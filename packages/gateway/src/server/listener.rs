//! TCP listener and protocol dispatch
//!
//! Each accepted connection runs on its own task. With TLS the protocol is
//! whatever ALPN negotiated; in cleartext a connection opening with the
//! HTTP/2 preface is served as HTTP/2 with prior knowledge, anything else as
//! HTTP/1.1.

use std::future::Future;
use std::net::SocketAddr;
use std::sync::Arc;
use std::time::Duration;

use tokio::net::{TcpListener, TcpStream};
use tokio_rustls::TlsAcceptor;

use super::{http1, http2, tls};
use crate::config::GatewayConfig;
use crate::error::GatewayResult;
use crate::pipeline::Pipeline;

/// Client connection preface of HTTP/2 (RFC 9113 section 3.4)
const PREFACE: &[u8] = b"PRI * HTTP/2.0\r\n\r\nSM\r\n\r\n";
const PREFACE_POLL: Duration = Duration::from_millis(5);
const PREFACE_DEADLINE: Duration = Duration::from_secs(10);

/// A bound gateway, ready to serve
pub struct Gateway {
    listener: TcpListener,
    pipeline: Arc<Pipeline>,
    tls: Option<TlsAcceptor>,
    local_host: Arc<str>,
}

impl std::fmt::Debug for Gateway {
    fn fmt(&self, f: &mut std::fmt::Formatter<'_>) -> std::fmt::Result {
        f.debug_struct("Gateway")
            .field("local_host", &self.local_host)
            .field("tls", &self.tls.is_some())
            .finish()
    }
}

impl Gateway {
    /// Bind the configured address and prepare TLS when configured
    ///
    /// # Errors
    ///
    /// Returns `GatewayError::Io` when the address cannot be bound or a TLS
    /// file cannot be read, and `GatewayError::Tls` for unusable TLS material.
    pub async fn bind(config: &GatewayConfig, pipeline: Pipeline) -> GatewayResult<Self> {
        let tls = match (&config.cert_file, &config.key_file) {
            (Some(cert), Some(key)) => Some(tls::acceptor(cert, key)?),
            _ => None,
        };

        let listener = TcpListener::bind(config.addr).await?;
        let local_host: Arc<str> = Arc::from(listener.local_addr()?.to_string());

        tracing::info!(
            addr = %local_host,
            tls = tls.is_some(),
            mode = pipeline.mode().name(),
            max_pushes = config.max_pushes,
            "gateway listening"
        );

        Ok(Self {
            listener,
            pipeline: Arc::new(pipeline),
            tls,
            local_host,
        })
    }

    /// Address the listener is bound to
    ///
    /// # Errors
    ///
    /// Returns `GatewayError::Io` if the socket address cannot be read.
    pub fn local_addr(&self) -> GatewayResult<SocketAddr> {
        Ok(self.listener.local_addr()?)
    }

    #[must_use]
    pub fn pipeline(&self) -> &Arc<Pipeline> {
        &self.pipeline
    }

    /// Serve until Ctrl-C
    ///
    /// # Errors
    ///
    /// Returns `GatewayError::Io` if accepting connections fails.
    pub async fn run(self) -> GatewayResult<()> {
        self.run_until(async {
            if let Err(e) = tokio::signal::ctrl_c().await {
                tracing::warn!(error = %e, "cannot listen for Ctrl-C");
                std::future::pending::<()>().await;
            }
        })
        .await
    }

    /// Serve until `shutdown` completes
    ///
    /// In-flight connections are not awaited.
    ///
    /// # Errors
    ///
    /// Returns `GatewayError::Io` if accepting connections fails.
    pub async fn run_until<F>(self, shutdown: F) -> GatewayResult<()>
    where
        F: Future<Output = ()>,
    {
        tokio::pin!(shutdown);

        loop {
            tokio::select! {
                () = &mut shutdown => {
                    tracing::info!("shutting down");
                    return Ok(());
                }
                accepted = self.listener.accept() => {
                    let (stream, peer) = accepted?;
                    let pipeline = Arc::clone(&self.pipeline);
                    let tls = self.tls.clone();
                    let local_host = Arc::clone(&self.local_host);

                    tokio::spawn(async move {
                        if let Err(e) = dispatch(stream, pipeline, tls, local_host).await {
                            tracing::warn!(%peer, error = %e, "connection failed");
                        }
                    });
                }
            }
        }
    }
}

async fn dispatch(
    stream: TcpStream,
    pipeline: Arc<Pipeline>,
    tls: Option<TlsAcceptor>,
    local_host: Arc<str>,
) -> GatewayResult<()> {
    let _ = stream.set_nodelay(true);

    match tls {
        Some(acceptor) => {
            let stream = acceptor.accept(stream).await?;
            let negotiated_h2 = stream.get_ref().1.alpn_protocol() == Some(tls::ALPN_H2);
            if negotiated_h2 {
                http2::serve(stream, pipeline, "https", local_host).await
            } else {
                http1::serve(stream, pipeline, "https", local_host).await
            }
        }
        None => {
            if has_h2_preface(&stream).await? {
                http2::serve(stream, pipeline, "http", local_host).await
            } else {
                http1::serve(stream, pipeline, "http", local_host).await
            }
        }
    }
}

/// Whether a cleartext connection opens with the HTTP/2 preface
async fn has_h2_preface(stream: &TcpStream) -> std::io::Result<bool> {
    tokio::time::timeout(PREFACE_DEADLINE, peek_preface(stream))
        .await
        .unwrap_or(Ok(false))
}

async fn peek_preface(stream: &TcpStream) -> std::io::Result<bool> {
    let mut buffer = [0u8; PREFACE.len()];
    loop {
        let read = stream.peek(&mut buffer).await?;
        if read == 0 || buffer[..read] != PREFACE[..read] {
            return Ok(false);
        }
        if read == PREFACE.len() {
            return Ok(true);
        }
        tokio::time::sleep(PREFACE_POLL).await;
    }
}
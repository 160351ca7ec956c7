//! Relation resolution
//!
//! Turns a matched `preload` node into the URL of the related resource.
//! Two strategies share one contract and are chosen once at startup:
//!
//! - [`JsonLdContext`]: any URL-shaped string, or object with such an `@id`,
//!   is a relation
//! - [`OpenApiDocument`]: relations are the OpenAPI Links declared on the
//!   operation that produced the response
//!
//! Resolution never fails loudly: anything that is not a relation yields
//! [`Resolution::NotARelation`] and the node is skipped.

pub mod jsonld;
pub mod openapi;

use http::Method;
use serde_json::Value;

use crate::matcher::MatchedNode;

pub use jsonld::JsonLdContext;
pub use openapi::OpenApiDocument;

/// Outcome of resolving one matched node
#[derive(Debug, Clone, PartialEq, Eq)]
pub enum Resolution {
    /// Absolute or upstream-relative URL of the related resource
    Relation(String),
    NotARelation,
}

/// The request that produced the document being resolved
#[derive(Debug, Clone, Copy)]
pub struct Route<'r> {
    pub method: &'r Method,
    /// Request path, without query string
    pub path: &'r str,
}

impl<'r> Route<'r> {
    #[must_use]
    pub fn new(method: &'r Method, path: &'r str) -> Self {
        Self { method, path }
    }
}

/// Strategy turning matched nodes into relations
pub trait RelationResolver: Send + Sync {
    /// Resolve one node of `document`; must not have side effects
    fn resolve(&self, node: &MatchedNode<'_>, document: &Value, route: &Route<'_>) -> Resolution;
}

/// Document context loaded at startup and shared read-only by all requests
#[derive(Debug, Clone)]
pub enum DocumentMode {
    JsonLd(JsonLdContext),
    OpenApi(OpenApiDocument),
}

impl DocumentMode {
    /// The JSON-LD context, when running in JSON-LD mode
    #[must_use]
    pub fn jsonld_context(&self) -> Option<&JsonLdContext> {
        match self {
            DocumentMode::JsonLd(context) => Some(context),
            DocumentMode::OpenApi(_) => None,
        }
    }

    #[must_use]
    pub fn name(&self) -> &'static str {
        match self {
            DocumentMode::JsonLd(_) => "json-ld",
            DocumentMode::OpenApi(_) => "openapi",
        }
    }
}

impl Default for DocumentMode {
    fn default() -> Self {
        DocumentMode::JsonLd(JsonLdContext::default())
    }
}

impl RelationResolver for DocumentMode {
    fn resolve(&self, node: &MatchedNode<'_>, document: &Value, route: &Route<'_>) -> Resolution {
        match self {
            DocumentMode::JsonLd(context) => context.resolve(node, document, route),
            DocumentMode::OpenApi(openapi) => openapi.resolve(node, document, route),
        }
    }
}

··········

Check each line of the data above for the string "related", and copy the ones that have it.

§ Solved problem:
//! Turns a matched `preload` node into the URL of the related resource.
    /// Absolute or upstream-relative URL of the related resource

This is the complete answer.